What you should do:
Reproduce exactly the line with "Rolling back cookie" and all the lines beneath it, stopping only at the end of the material.
============================================================
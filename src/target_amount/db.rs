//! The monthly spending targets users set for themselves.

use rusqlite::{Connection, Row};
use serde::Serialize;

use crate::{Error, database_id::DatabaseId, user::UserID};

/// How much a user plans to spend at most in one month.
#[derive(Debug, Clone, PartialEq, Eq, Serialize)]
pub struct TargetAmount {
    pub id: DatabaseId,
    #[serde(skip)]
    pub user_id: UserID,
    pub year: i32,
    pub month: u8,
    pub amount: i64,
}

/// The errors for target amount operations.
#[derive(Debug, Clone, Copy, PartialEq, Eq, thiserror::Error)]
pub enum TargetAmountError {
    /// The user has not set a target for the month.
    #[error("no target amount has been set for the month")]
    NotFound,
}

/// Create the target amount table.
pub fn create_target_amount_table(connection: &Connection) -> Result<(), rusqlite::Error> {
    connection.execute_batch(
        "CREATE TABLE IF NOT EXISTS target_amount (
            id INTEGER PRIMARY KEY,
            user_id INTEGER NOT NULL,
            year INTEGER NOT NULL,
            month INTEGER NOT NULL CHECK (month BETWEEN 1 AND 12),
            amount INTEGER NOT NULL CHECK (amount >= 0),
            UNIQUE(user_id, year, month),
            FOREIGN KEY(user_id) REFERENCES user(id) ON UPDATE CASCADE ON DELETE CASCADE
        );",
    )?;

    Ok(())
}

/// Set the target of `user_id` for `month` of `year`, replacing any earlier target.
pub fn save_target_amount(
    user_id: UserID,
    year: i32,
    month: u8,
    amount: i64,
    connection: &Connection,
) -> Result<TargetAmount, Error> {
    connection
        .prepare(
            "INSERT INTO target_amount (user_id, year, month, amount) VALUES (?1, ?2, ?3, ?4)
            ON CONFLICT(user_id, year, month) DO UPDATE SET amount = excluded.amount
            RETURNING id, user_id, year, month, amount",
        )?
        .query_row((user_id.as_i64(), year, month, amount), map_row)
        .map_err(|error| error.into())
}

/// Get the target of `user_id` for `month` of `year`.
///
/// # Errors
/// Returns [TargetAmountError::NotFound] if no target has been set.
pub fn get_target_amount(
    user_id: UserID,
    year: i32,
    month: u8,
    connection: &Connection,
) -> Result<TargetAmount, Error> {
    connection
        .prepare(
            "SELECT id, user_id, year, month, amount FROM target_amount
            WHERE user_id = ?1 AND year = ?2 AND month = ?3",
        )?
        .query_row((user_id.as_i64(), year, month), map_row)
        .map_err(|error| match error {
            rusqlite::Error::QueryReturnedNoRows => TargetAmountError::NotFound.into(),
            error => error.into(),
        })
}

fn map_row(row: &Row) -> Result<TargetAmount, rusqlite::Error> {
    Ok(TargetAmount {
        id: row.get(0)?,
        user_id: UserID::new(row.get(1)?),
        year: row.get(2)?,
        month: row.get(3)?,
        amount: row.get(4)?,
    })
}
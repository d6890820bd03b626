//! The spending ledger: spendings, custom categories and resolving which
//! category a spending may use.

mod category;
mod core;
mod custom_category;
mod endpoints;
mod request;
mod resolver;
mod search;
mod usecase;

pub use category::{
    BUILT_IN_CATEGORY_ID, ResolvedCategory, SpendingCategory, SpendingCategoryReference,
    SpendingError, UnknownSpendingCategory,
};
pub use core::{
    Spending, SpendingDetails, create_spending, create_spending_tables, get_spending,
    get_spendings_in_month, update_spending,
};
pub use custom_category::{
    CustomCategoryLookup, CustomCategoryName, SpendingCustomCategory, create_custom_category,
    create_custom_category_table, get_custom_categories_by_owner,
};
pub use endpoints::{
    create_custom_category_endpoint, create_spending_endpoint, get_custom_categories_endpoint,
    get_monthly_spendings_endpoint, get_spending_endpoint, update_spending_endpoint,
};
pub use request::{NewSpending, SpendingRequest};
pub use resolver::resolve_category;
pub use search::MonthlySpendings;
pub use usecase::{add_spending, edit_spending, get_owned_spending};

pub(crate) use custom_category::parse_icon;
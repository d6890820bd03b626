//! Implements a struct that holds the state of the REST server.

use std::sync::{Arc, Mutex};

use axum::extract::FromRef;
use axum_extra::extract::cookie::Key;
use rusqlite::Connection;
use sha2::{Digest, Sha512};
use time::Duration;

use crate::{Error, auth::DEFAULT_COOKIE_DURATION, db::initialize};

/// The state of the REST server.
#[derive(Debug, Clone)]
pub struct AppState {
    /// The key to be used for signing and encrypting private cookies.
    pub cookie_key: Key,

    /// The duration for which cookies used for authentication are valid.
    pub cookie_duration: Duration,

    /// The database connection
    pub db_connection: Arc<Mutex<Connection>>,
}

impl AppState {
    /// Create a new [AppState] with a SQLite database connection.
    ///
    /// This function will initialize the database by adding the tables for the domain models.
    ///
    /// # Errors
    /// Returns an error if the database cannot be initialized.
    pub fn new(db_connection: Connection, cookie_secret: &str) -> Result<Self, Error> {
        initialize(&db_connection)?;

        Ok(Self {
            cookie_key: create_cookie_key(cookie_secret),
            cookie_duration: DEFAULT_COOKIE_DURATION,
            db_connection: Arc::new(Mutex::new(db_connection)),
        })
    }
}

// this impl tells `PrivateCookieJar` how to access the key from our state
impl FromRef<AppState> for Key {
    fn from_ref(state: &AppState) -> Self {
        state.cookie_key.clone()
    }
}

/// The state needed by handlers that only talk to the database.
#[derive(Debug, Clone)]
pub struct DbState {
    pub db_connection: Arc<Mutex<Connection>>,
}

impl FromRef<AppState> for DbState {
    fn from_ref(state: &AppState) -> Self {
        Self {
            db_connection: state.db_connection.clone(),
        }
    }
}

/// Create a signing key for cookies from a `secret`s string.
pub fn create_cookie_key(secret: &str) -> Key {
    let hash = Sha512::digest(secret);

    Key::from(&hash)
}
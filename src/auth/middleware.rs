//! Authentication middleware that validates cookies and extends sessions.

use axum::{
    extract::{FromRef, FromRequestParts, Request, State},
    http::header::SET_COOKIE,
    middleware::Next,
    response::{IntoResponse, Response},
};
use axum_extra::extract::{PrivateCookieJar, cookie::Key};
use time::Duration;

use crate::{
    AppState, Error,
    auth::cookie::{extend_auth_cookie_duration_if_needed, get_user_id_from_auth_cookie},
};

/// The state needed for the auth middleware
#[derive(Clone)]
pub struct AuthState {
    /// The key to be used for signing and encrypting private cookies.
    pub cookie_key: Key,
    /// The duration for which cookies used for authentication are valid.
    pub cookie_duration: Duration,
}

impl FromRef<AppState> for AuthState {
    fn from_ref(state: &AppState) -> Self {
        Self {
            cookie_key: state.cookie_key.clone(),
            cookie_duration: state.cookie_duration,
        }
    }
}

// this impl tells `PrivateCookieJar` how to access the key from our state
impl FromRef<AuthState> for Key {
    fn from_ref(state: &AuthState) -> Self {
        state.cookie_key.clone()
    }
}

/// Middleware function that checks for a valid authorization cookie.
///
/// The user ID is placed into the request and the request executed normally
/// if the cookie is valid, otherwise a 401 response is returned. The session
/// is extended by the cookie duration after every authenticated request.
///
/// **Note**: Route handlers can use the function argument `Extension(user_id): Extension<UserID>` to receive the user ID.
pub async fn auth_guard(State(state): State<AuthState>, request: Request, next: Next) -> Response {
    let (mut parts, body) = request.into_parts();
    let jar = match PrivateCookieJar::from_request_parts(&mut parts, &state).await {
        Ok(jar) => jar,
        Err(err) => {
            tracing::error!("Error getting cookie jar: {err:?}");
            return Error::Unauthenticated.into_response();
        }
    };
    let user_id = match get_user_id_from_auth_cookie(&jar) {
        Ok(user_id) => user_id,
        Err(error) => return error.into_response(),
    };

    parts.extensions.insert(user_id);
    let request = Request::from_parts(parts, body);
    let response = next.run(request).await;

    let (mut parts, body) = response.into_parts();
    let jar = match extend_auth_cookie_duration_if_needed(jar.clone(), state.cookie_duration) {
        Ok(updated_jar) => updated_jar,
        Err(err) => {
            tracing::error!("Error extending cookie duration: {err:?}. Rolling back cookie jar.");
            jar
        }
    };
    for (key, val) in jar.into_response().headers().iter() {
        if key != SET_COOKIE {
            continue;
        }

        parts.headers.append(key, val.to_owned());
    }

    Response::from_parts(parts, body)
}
============================================================
Answer section:
            tracing::error!("Error extending cookie duration: {err:?}. Rolling back cookie jar.");
            jar
        }
    };
    for (key, val) in jar.into_response().headers().iter() {
        if key != SET_COOKIE {
            continue;
        }

        parts.headers.append(key, val.to_owned());
    }

    Response::from_parts(parts, body)
}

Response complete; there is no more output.